Records provided:

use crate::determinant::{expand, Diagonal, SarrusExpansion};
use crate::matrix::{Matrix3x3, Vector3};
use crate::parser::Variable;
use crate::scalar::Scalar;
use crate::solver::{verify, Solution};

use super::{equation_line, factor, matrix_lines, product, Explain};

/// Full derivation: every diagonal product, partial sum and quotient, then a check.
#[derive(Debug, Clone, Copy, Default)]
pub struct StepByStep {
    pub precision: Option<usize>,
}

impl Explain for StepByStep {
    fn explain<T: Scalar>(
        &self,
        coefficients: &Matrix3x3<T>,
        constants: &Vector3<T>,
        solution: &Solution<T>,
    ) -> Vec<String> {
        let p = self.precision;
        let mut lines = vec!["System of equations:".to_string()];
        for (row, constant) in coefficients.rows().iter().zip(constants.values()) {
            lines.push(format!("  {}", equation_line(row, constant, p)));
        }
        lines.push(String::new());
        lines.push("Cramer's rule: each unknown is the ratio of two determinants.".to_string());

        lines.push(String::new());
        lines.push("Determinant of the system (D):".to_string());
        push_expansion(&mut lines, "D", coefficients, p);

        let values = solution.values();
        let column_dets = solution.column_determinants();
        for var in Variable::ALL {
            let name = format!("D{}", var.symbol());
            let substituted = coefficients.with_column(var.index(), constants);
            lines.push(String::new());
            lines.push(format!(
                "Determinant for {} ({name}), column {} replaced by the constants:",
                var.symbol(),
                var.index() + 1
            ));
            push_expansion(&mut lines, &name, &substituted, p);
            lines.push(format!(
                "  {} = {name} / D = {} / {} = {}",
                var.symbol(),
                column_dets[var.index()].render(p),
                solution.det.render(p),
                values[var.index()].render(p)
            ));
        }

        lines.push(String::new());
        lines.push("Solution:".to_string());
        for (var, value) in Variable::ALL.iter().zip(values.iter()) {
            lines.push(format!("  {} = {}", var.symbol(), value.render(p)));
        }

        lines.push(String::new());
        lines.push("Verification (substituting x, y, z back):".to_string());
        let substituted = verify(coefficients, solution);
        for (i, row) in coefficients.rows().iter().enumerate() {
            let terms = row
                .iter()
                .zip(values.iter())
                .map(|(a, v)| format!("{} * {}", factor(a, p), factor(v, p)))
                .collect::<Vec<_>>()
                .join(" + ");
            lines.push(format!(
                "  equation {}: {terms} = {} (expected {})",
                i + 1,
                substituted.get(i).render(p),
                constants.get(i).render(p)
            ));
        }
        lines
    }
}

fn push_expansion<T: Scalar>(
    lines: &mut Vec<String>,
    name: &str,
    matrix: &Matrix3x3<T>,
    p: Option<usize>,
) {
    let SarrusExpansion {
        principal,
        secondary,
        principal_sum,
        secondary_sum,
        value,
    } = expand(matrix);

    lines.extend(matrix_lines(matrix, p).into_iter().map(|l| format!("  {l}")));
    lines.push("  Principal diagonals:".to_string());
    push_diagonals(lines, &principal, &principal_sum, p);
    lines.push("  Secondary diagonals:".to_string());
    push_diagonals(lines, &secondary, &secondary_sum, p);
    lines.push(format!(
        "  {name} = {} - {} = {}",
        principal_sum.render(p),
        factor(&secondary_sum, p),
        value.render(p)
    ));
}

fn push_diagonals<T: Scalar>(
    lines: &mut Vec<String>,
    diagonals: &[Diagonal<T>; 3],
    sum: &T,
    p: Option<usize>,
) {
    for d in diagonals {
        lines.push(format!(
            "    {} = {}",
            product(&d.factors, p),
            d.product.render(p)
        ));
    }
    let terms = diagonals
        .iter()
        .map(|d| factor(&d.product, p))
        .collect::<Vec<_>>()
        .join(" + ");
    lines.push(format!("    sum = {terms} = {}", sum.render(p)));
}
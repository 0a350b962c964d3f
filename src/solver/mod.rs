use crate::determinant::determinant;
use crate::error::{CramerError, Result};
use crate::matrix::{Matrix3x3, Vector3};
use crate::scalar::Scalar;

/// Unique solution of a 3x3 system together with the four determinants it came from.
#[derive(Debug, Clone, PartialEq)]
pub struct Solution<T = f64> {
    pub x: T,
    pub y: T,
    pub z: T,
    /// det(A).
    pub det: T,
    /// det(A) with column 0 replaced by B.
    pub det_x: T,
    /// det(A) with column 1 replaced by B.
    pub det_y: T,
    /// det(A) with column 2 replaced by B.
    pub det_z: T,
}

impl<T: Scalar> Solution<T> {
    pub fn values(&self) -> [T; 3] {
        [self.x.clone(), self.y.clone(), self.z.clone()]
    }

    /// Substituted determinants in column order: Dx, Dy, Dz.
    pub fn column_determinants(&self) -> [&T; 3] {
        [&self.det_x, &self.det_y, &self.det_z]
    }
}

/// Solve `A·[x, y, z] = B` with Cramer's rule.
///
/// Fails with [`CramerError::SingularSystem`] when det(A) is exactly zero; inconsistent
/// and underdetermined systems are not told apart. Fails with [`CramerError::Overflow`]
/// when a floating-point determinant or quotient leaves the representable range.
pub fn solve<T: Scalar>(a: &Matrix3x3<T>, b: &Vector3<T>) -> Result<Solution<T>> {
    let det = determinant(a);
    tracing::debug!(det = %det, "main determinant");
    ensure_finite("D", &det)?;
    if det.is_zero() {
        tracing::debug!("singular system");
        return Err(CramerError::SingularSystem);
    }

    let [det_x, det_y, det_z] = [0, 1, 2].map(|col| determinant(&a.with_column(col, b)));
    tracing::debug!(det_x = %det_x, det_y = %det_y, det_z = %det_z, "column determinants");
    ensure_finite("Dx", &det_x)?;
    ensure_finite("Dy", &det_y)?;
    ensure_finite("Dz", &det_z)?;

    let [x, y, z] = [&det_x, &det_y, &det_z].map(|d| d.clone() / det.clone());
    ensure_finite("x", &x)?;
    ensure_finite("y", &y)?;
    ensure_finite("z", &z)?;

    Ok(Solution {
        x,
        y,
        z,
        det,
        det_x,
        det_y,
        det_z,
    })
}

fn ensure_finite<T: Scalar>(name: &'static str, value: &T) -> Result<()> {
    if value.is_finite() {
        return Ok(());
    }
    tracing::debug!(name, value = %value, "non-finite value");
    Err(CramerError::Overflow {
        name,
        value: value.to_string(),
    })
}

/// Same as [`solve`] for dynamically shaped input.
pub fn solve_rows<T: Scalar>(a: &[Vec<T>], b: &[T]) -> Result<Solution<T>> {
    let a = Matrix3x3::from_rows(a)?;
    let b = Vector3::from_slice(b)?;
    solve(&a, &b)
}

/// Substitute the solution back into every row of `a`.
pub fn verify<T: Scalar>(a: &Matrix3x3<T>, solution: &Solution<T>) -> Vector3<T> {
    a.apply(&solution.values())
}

Your goal:
Say how many lines of the data hold the string "terms", with no other words in your reply.

Completed exercise:
4